Aims: This analysis evaluated effectiveness of BCX9930 in subjects completing at least 48 weeks of treatment at target dose of 400 mg BID or 500 mg BID. Additionally, safety data are presented for all subjects enrolled (n=16, including 10 subjects naïve to C5 INH) in an open-label, dose-ranging study (NCT04330534) and extension study (NCT04702568).
Methods: Study BCX9930-101 enrolled subjects with PNH with either no history of C5 INH use or those with an IR to C5 INH (defined as having a transfusion within 3 months of screening or Hb <10 g/dL). For subjects with an IR to C5 INH treatment, BCX9930 was added to C5 INH and subjects were treated with 200 mg orally twice daily (BID) escalated to 400 mg BID, or 400 mg BID escalated to 500 mg BID. Subjects deriving clinical benefit could rollover into an extension study after 28 days, and C5 INH could be withdrawn.
Safety and effectiveness outcomes were evaluated monthly. Effectiveness endpoints were change from baseline (CFB) to 48 weeks in hemoglobin (Hb), red blood cell (RBC) transfusions, lactate dehydrogenase (LDH), absolute reticulocyte count (ARC), and % PNH RBCs relative to PNH white blood cells (WBC). CFB in fatigue was assessed by Functional Assessment of Chronic Illness Therapy (FACIT) Fatigue Scale (clinically important difference ≥3-point change, higher scores indicate less fatigue).

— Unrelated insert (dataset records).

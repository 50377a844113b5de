// Copyright 2025 John Brosnihan
//
// Licensed under the Apache License, Version 2.0 (the "License");
// you may not use this file except in compliance with the License.
// You may obtain a copy of the License at
//
//     http://www.apache.org/licenses/LICENSE-2.0
//
// Unless required by applicable law or agreed to in writing, software
// distributed under the License is distributed on an "AS IS" BASIS,
// WITHOUT WARRANTIES OR CONDITIONS OF ANY KIND, either express or implied.
// See the License for the specific language governing permissions and
// limitations under the License.
//! Discrete input events
//!
//! Input is delivered on the same thread as the frame update and takes
//! effect immediately. Key repeat is filtered here: a second key-down for a
//! torque axis that is already held changes nothing, and so does a key-up
//! for an axis that is not held.

use crate::components::{ThrottleState, TorqueAxis};
use crate::ecs::Entity;
use crate::physics::{BodyHandle, PhysicsBackend};
use crate::rocket::Rocket;
use bitflags::bitflags;

bitflags! {
    /// Set of torque axes whose key is currently held down
    #[derive(Debug, Clone, Copy, PartialEq, Eq, Hash)]
    pub struct HeldAxes: u8 {
        /// [`TorqueAxis::YawLeft`]
        const YAW_LEFT = 1 << 0;
        /// [`TorqueAxis::YawRight`]
        const YAW_RIGHT = 1 << 1;
        /// [`TorqueAxis::PitchUp`]
        const PITCH_UP = 1 << 2;
        /// [`TorqueAxis::PitchDown`]
        const PITCH_DOWN = 1 << 3;
        /// [`TorqueAxis::RollLeft`]
        const ROLL_LEFT = 1 << 4;
        /// [`TorqueAxis::RollRight`]
        const ROLL_RIGHT = 1 << 5;
    }
}

impl From<TorqueAxis> for HeldAxes {
    fn from(axis: TorqueAxis) -> Self {
        match axis {
            TorqueAxis::YawLeft => HeldAxes::YAW_LEFT,
            TorqueAxis::YawRight => HeldAxes::YAW_RIGHT,
            TorqueAxis::PitchUp => HeldAxes::PITCH_UP,
            TorqueAxis::PitchDown => HeldAxes::PITCH_DOWN,
            TorqueAxis::RollLeft => HeldAxes::ROLL_LEFT,
            TorqueAxis::RollRight => HeldAxes::ROLL_RIGHT,
        }
    }
}

/// An event from the host's input layer
#[derive(Debug, Clone, Copy, PartialEq)]
pub enum InputEvent {
    /// Change the aggregate throttle mode
    SetThrottle(ThrottleState),
    /// A torque key went down
    TorqueKeyDown(TorqueAxis),
    /// A torque key went up
    TorqueKeyUp(TorqueAxis),
    /// Flip attitude hold
    ToggleSas,
    /// The user clicked on a body
    Select(BodyHandle),
}

/// What an input event did
#[derive(Debug, Clone, Copy, PartialEq, Eq)]
pub enum InputResponse {
    /// The event changed rocket state
    Applied,
    /// The event was a repeat or did not hit anything
    Ignored,
    /// The clicked body belongs to this part
    Selected(Entity),
}

impl Rocket {
    /// Apply one input event
    pub fn handle_input(&mut self, event: InputEvent, physics: &mut dyn PhysicsBackend) -> InputResponse {
        let response = match event {
            InputEvent::SetThrottle(state) => {
                self.set_throttle_state(state);
                InputResponse::Applied
            }
            InputEvent::TorqueKeyDown(axis) => applied_if(self.add_torque_axis(axis)),
            InputEvent::TorqueKeyUp(axis) => applied_if(self.remove_torque_axis(axis)),
            InputEvent::ToggleSas => {
                self.toggle_sas(physics);
                InputResponse::Applied
            }
            InputEvent::Select(body) => match self.part_for_body(body) {
                Some(part) => InputResponse::Selected(part),
                None => InputResponse::Ignored,
            },
        };
        log::debug!("input {:?} -> {:?}", event, response);
        response
    }
}

fn applied_if(changed: bool) -> InputResponse {
    if changed {
        InputResponse::Applied
    } else {
        InputResponse::Ignored
    }
}

#[cfg(test)]
mod tests {
    use super::*;
    use crate::components::{GeometryComponent, TorqueComponent};
    use crate::physics::RecordingPhysics;
    use glam::DVec3;

    #[test]
    fn test_held_axes_are_distinct() {
        let all = TorqueAxis::ALL
            .iter()
            .fold(HeldAxes::empty(), |held, &axis| held | HeldAxes::from(axis));
        assert_eq!(all, HeldAxes::all());
    }

    #[test]
    fn test_key_repeat_is_ignored() {
        let mut rocket = Rocket::default();
        let mut physics = RecordingPhysics::new();

        let down = InputEvent::TorqueKeyDown(TorqueAxis::PitchUp);
        assert_eq!(rocket.handle_input(down, &mut physics), InputResponse::Applied);
        assert_eq!(rocket.handle_input(down, &mut physics), InputResponse::Ignored);
        assert_eq!(rocket.torque_direction(), DVec3::X);

        let up = InputEvent::TorqueKeyUp(TorqueAxis::PitchUp);
        assert_eq!(rocket.handle_input(up, &mut physics), InputResponse::Applied);
        assert_eq!(rocket.handle_input(up, &mut physics), InputResponse::Ignored);
        assert_eq!(rocket.torque_direction(), DVec3::ZERO);
    }

    #[test]
    fn test_select_maps_body_to_part() {
        let mut rocket = Rocket::default();
        let mut physics = RecordingPhysics::new();
        let part = rocket
            .part_builder()
            .with(GeometryComponent::new(BodyHandle(12)))
            .and_then(|builder| builder.with(TorqueComponent::new(0.5, 0.9)))
            .and_then(|builder| builder.attach())
            .unwrap();

        assert_eq!(
            rocket.handle_input(InputEvent::Select(BodyHandle(12)), &mut physics),
            InputResponse::Selected(part)
        );
        assert_eq!(
            rocket.handle_input(InputEvent::Select(BodyHandle(13)), &mut physics),
            InputResponse::Ignored
        );
    }

    #[test]
    fn test_throttle_and_sas_events() {
        let mut rocket = Rocket::default();
        let mut physics = RecordingPhysics::new();

        rocket.handle_input(InputEvent::SetThrottle(ThrottleState::Up), &mut physics);
        assert_eq!(rocket.throttle_state(), ThrottleState::Up);

        rocket.handle_input(InputEvent::ToggleSas, &mut physics);
        assert!(rocket.is_sas_active());
    }
}
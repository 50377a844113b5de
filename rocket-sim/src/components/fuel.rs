// Copyright 2025 John Brosnihan
//
// Licensed under the Apache License, Version 2.0 (the "License");
// you may not use this file except in compliance with the License.
// You may obtain a copy of the License at
//
//     http://www.apache.org/licenses/LICENSE-2.0
//
// Unless required by applicable law or agreed to in writing, software
// distributed under the License is distributed on an "AS IS" BASIS,
// WITHOUT WARRANTIES OR CONDITIONS OF ANY KIND, either express or implied.
// See the License for the specific language governing permissions and
// limitations under the License.
//! Fuel tank
//!
//! A tank starts full and only ever drains. During a rocket frame the
//! engines first accumulate a fuel demand, then the tanks draw it down in
//! registration order.

use crate::ecs::{Component, UpdateContext};

/// Fuel tank of one part
#[derive(Debug, Clone, PartialEq)]
pub struct FuelComponent {
    max_amount: f64,
    remaining_amount: f64,
}

impl FuelComponent {
    /// Create a full tank holding `max_amount`
    ///
    /// Negative or non-finite capacities are saturated to an empty tank.
    pub fn new(max_amount: f64) -> Self {
        let max_amount = if max_amount.is_finite() {
            max_amount.max(0.0)
        } else {
            log::warn!("invalid tank capacity {}, tank will be empty", max_amount);
            0.0
        };

        FuelComponent {
            max_amount,
            remaining_amount: max_amount,
        }
    }

    /// Capacity of the tank
    pub fn max_amount(&self) -> f64 {
        self.max_amount
    }

    /// Fuel left in the tank
    pub fn remaining_amount(&self) -> f64 {
        self.remaining_amount
    }

    /// Whether the tank is dry
    pub fn is_empty(&self) -> bool {
        self.remaining_amount == 0.0
    }

    /// Remaining fuel as a fraction of capacity (0 for a zero-capacity tank)
    pub fn fill_fraction(&self) -> f64 {
        if self.max_amount > 0.0 {
            self.remaining_amount / self.max_amount
        } else {
            0.0
        }
    }

    /// Draw `amount` from the tank and return how much was actually drawn
    ///
    /// The level is clamped at zero and never rises: non-positive and
    /// non-finite amounts are ignored, as is any call on an empty tank.
    pub fn consume(&mut self, amount: f64) -> f64 {
        if self.remaining_amount <= 0.0 || !amount.is_finite() || amount <= 0.0 {
            return 0.0;
        }

        let before = self.remaining_amount;
        self.remaining_amount = (before - amount).clamp(0.0, self.max_amount);
        before - self.remaining_amount
    }
}

impl Component for FuelComponent {
    fn update(&mut self, ctx: &mut UpdateContext<'_>) {
        if *ctx.fuel_demand <= 0.0 {
            return;
        }
        let drawn = self.consume(*ctx.fuel_demand);
        *ctx.fuel_demand -= drawn;
        if self.is_empty() && drawn > 0.0 {
            log::debug!("fuel tank on {} ran dry", ctx.owner);
        }
    }
}

#[cfg(test)]
mod tests {
    use super::*;

    #[test]
    fn test_new_tank_is_full() {
        let tank = FuelComponent::new(10.0);
        assert_eq!(tank.max_amount(), 10.0);
        assert_eq!(tank.remaining_amount(), 10.0);
        assert_eq!(tank.fill_fraction(), 1.0);
        assert!(!tank.is_empty());
    }

    #[test]
    fn test_consume_clamps_at_zero() {
        let mut tank = FuelComponent::new(3.0);
        assert_eq!(tank.consume(2.0), 2.0);
        assert_eq!(tank.consume(2.0), 1.0);
        assert_eq!(tank.remaining_amount(), 0.0);
        assert!(tank.is_empty());
    }

    #[test]
    fn test_empty_tank_ignores_consume() {
        let mut tank = FuelComponent::new(1.0);
        tank.consume(5.0);
        assert!(tank.is_empty());
        assert_eq!(tank.consume(1.0), 0.0);
        assert_eq!(tank.remaining_amount(), 0.0);
    }

    #[test]
    fn test_level_never_rises() {
        let mut tank = FuelComponent::new(10.0);
        tank.consume(4.0);
        assert_eq!(tank.consume(-3.0), 0.0);
        assert_eq!(tank.consume(f64::NAN), 0.0);
        assert_eq!(tank.consume(f64::NEG_INFINITY), 0.0);
        assert_eq!(tank.remaining_amount(), 6.0);
    }

    #[test]
    fn test_level_is_non_increasing_over_any_sequence() {
        let mut tank = FuelComponent::new(25.0);
        let mut previous = tank.remaining_amount();
        for step in 0..100 {
            tank.consume(((step * 37) % 11) as f64 * 0.3 - 1.0);
            assert!(tank.remaining_amount() <= previous);
            assert!(tank.remaining_amount() >= 0.0);
            previous = tank.remaining_amount();
        }
    }

    #[test]
    fn test_invalid_capacity() {
        assert!(FuelComponent::new(-5.0).is_empty());
        assert!(FuelComponent::new(f64::NAN).is_empty());
        assert_eq!(FuelComponent::new(0.0).fill_fraction(), 0.0);
    }
}
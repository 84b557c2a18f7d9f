//! Consolidated styling module for terminal output.
//!
//! This module uses the anstyle ecosystem:
//! - anstream for deciding once whether stdout gets colors
//! - anstyle for composable styling
//! - Semantic style constants for the report's colored segments
//!
//! Rendering never consults global state: every render call takes an explicit
//! `interactive` flag, so plain and colored output differ only by escape codes.

mod constants;

pub use constants::*;

use anstyle::Style;

/// Wrap `text` in the escape codes for `style` when `interactive`.
///
/// The visible width of the result is always the width of `text`.
pub fn colorize(style: Style, text: &str, interactive: bool) -> String {
    if !interactive || text.is_empty() || style == Style::new() {
        return text.to_string();
    }
    format!("{}{}{}", style.render(), text, style.render_reset())
}

/// Whether stdout should receive color escape codes.
///
/// Respects NO_COLOR, CLICOLOR_FORCE, and whether stdout is a terminal.
pub fn stdout_is_interactive() -> bool {
    anstream::AutoStream::choice(&std::io::stdout()) != anstream::ColorChoice::Never
}

/// A piece of text with an optional style
#[derive(Clone, Debug)]
pub struct StyledString {
    pub text: String,
    pub style: Option<Style>,
}

impl StyledString {
    pub fn new(text: impl Into<String>, style: Option<Style>) -> Self {
        Self {
            text: text.into(),
            style,
        }
    }

    pub fn raw(text: impl Into<String>) -> Self {
        Self::new(text, None)
    }

    pub fn styled(text: impl Into<String>, style: Style) -> Self {
        Self::new(text, Some(style))
    }

    pub fn render(&self, interactive: bool) -> String {
        match self.style {
            Some(style) => colorize(style, &self.text, interactive),
            None => self.text.clone(),
        }
    }
}

/// A line composed of multiple styled strings
#[derive(Clone, Debug, Default)]
pub struct StyledLine {
    pub segments: Vec<StyledString>,
}

impl StyledLine {
    pub fn new() -> Self {
        Self::default()
    }

    /// Add a raw (unstyled) segment
    pub fn push_raw(&mut self, text: impl Into<String>) {
        self.segments.push(StyledString::raw(text));
    }

    /// Add a styled segment
    pub fn push_styled(&mut self, text: impl Into<String>, style: Style) {
        self.segments.push(StyledString::styled(text, style));
    }

    /// Renders the entire line, with escape codes only when `interactive`
    pub fn render(&self, interactive: bool) -> String {
        self.segments.iter().map(|s| s.render(interactive)).collect()
    }
}
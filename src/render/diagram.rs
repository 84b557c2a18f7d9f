//! The timing diagram.
//!
//! Two literal templates, one per [`Scheme`]. `{aNNNN}` placeholders are phase
//! cells and `{bNNNN}` placeholders are cumulative labels; both are exactly as
//! wide as the values that replace them, so the `|` separators stay under the
//! header labels for values up to five digits.

use crate::metrics::{NormalizedTiming, Phase, PhaseIntervals, Scheme};
use crate::styling::{GREY_248, VALUE, colorize};

const SECURE_TEMPLATE: [&str; 8] = [
    "  DNS Lookup   TCP Connection   TLS Handshake   Server Processing   Content Transfer",
    "[   {a0000}  |     {a0001}    |    {a0002}    |      {a0003}      |      {a0004}     ]",
    "             |                |               |                   |                  |",
    "    namelookup:{b0000}        |               |                   |                  |",
    "                        connect:{b0001}       |                   |                  |",
    "                                    pretransfer:{b0002}           |                  |",
    "                                                      starttransfer:{b0003}          |",
    "                                                                                 total:{b0004}",
];

const PLAIN_TEMPLATE: [&str; 7] = [
    "  DNS Lookup   TCP Connection   Server Processing   Content Transfer",
    "[   {a0000}  |     {a0001}    |      {a0003}      |      {a0004}     ]",
    "             |                |                   |                  |",
    "    namelookup:{b0000}        |                   |                  |",
    "                        connect:{b0001}           |                  |",
    "                                      starttransfer:{b0003}          |",
    "                                                                 total:{b0004}",
];

fn template(scheme: Scheme) -> &'static [&'static str] {
    match scheme {
        Scheme::Secure => &SECURE_TEMPLATE,
        Scheme::Plain => &PLAIN_TEMPLATE,
    }
}

fn cell_slot(phase: Phase) -> usize {
    match phase {
        Phase::Dns => 0,
        Phase::Connection => 1,
        Phase::Tls => 2,
        Phase::Server => 3,
        Phase::Transfer => 4,
    }
}

/// `{n}ms` centered in a cell
fn format_cell(ms: i64) -> String {
    format!("{:^7}", format!("{ms}ms"))
}

/// `{n}ms` left-justified after a label
fn format_label(ms: i64) -> String {
    format!("{:<7}", format!("{ms}ms"))
}

/// Render the diagram for `scheme`. No trailing newline.
pub fn render_diagram(
    scheme: Scheme,
    intervals: &PhaseIntervals,
    timing: &NormalizedTiming,
    interactive: bool,
) -> String {
    let mut replacements: Vec<(String, String)> = intervals
        .phases(scheme)
        .into_iter()
        .map(|(phase, ms)| {
            (
                format!("{{a{:04}}}", cell_slot(phase)),
                colorize(VALUE, &format_cell(ms), interactive),
            )
        })
        .collect();

    let times = &timing.times;
    let labels = [
        times.namelookup,
        times.connect,
        times.pretransfer,
        times.starttransfer,
        times.total,
    ];
    replacements.extend(labels.iter().enumerate().map(|(slot, &ms)| {
        (
            format!("{{b{slot:04}}}"),
            colorize(VALUE, &format_label(ms), interactive),
        )
    }));

    template(scheme)
        .iter()
        .enumerate()
        .map(|(i, row)| match i {
            0 => colorize(GREY_248, row, interactive),
            _ => replacements
                .iter()
                .fold(row.to_string(), |line, (placeholder, value)| {
                    line.replace(placeholder, value)
                }),
        })
        .collect::<Vec<_>>()
        .join("\n")
}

Results: Six adult subjects with an IR to C5 INH enrolled in Study BCX9930-101 and rolled over into the open-label extension study, and 4 completed 48 weeks of treatment (3 of 4 on BCX9930 monotherapy at Week 48, mean [range] duration on monotherapy 107 [85, 129] days). Mean (SD) age and time since PNH diagnosis were 31 (9.42) and 7.7 (5.80) years, mean (SD) number of RBC units transfused in 12 months prior to study entry was 5.5 (4.4), and median (range) treatment exposure at 400 mg or 500 mg BID was 413.5 (337, 420) days. Mean (SEM) Hb CFB to Week 48 was 2.69 (0.97) g/dL (8.91 [0.56] g/dL to 11.60 [1.27] g/dL). 3 of 4 subjects were transfusion-free at Week 48 versus 1 of 4 in 12 months prior to study. At Week 48, Mean (SEM) ARC CFB was –63 (17.1) 103/µL (204 [15.5] vs. 141 [19.6] 103/µL), and mean (SEM) % PNH RBC/WBC clone size increased from 59% (4.4%) to 92% (3.8%,). Clinically meaningful improvements in FACIT-Fatigue scores were observed over 48 weeks, with mean (SEM) CFB of 10.7 (6.0) points (mean score 37.3 vs. 47.9). The most common adverse events for all subjects (n=16) were headache (38%), self-limited rash (25%), and abdominal pain (19%).
Summary/Conclusion: BCX9930 at doses up to 500 mg BID was generally well-tolerated. Notable improvements were observed from baseline to 48 weeks in Hb, ARC, and fatigue scores, with concomitant increases in PNH RBC clone size. Proximal AP inhibition of Factor D by BCX9930 in combination with C5 INH (with 3 of 4 subjects transitioning to monotherapy) led to sustained relief of anemia, fatigue, and reduction of transfusion burden, supporting ongoing pivotal trials of oral BCX9930 monotherapy for treatment of PNH.